• DATASET ENTRIES:
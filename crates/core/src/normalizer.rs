//! Attribute normalization: turns a raw product name into a [`ProductRecord`].
//!
//! Lowercases, strips punctuation other than `. / -`, expands a few catalog
//! abbreviations, drops stop words, then pulls size, unit and manufacturer out
//! of the remaining tokens. The cleaned name has size and unit tokens removed.

use crate::models::ProductRecord;
use once_cell::sync::Lazy;
use regex::Regex;

pub const UNITS: [&str; 4] = ["oz", "g", "ml", "lb"];

const STOP_WORDS: [&str; 3] = ["and", "with", "the"];

static DISALLOWED: Lazy<Regex> =
    Lazy::new(|| Regex::new(r"[^\w\s./-]").expect("static pattern"));
static SIZE_WITH_UNIT: Lazy<Regex> =
    Lazy::new(|| Regex::new(r"(\d+(?:\.\d+)?)\s?(oz|g|ml|lb)\b").expect("static pattern"));
static UNIT_TOKEN: Lazy<Regex> =
    Lazy::new(|| Regex::new(r"\b(oz|g|ml|lb)\b").expect("static pattern"));

fn expand(token: &str) -> &str {
    match token {
        "choc" | "choc." => "chocolate",
        "strwbr" | "strwbr." => "strawberry",
        "eng" | "eng." => "energy",
        "pb" => "peanut butter",
        other => other,
    }
}

/// Lowercased, punctuation-stripped, abbreviation-expanded text without stop words.
pub fn canonical_text(raw: &str) -> String {
    let lowered = raw.to_lowercase();
    let stripped = DISALLOWED.replace_all(&lowered, "");
    stripped
        .split_whitespace()
        .map(expand)
        .flat_map(str::split_whitespace)
        .filter(|t| !STOP_WORDS.contains(t))
        .collect::<Vec<_>>()
        .join(" ")
}

pub fn extract_size_unit(text: &str) -> (f64, String) {
    if let Some(caps) = SIZE_WITH_UNIT.captures(text) {
        let size = caps[1].parse::<f64>().unwrap_or(0.0);
        return (size, caps[2].to_string());
    }
    let unit = UNIT_TOKEN
        .find(text)
        .map(|m| m.as_str().to_string())
        .unwrap_or_default();
    (0.0, unit)
}

pub fn cleaned_name(text: &str) -> String {
    let without_sizes = SIZE_WITH_UNIT.replace_all(text, " ");
    let without_units = UNIT_TOKEN.replace_all(&without_sizes, " ");
    without_units.split_whitespace().collect::<Vec<_>>().join(" ")
}

pub fn normalize(original_name: &str) -> ProductRecord {
    let text = canonical_text(original_name);
    let (size, unit) = extract_size_unit(&text);
    let cleaned = cleaned_name(&text);
    // Taken after size removal, so a leading "16oz" never becomes the brand.
    let manufacturer = cleaned
        .split_whitespace()
        .next()
        .unwrap_or_default()
        .to_string();
    ProductRecord {
        original_name: original_name.to_string(),
        cleaned_name: cleaned,
        size,
        unit,
        manufacturer,
        embedding: None,
    }
}

#[cfg(test)]
mod tests {
    use super::*;

    #[test]
    fn extracts_attributes_from_compact_size() {
        let r = normalize("ACME Choco Bar 16oz");
        assert_eq!(r.original_name, "ACME Choco Bar 16oz");
        assert_eq!(r.cleaned_name, "acme choco bar");
        assert_eq!(r.size, 16.0);
        assert_eq!(r.unit, "oz");
        assert_eq!(r.manufacturer, "acme");
        assert!(r.embedding.is_none());
    }

    #[test]
    fn strips_punctuation_and_stop_words() {
        let r = normalize("Lipton Diet Green Tea with Citrus (20oz)");
        assert_eq!(r.cleaned_name, "lipton diet green tea citrus");
        assert_eq!(r.size, 20.0);
        assert_eq!(r.unit, "oz");
        assert_eq!(r.manufacturer, "lipton");
    }

    #[test]
    fn expands_abbreviations() {
        let r = normalize("Jif PB & Strwbr. Spread 1.5 lb");
        assert_eq!(r.cleaned_name, "jif peanut butter strawberry spread");
        assert_eq!(r.size, 1.5);
        assert_eq!(r.unit, "lb");
    }

    #[test]
    fn missing_size_is_unknown() {
        let r = normalize("Generic Gum");
        assert_eq!(r.size, 0.0);
        assert!(!r.has_size());
        assert_eq!(r.unit, "");
        assert_eq!(r.cleaned_name, "generic gum");
    }

    #[test]
    fn bare_unit_without_number_is_kept_as_unit() {
        let (size, unit) = extract_size_unit("bulk rice g pack");
        assert_eq!(size, 0.0);
        assert_eq!(unit, "g");
    }

    #[test]
    fn units_inside_words_are_left_alone() {
        let r = normalize("Golden Grahams 12 oz");
        assert_eq!(r.cleaned_name, "golden grahams");
        assert_eq!(r.size, 12.0);
    }

    #[test]
    fn leading_size_is_not_the_manufacturer() {
        let r = normalize("16oz Acme Bar");
        assert_eq!(r.manufacturer, "acme");
        assert_eq!(r.cleaned_name, "acme bar");
        assert_eq!(r.size, 16.0);
    }

    #[test]
    fn punctuation_only_name_cleans_to_empty() {
        let r = normalize("!!!");
        assert_eq!(r.cleaned_name, "");
        assert_eq!(r.manufacturer, "");
    }
}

• TASK DIRECTIONS:
Every line holding the string "strawberry" should be copied here, so please find those lines in the data.

• OUTPUT OF THE TASK:
        "strwbr" | "strwbr." => "strawberry",
        assert_eq!(r.cleaned_name, "jif peanut butter strawberry spread");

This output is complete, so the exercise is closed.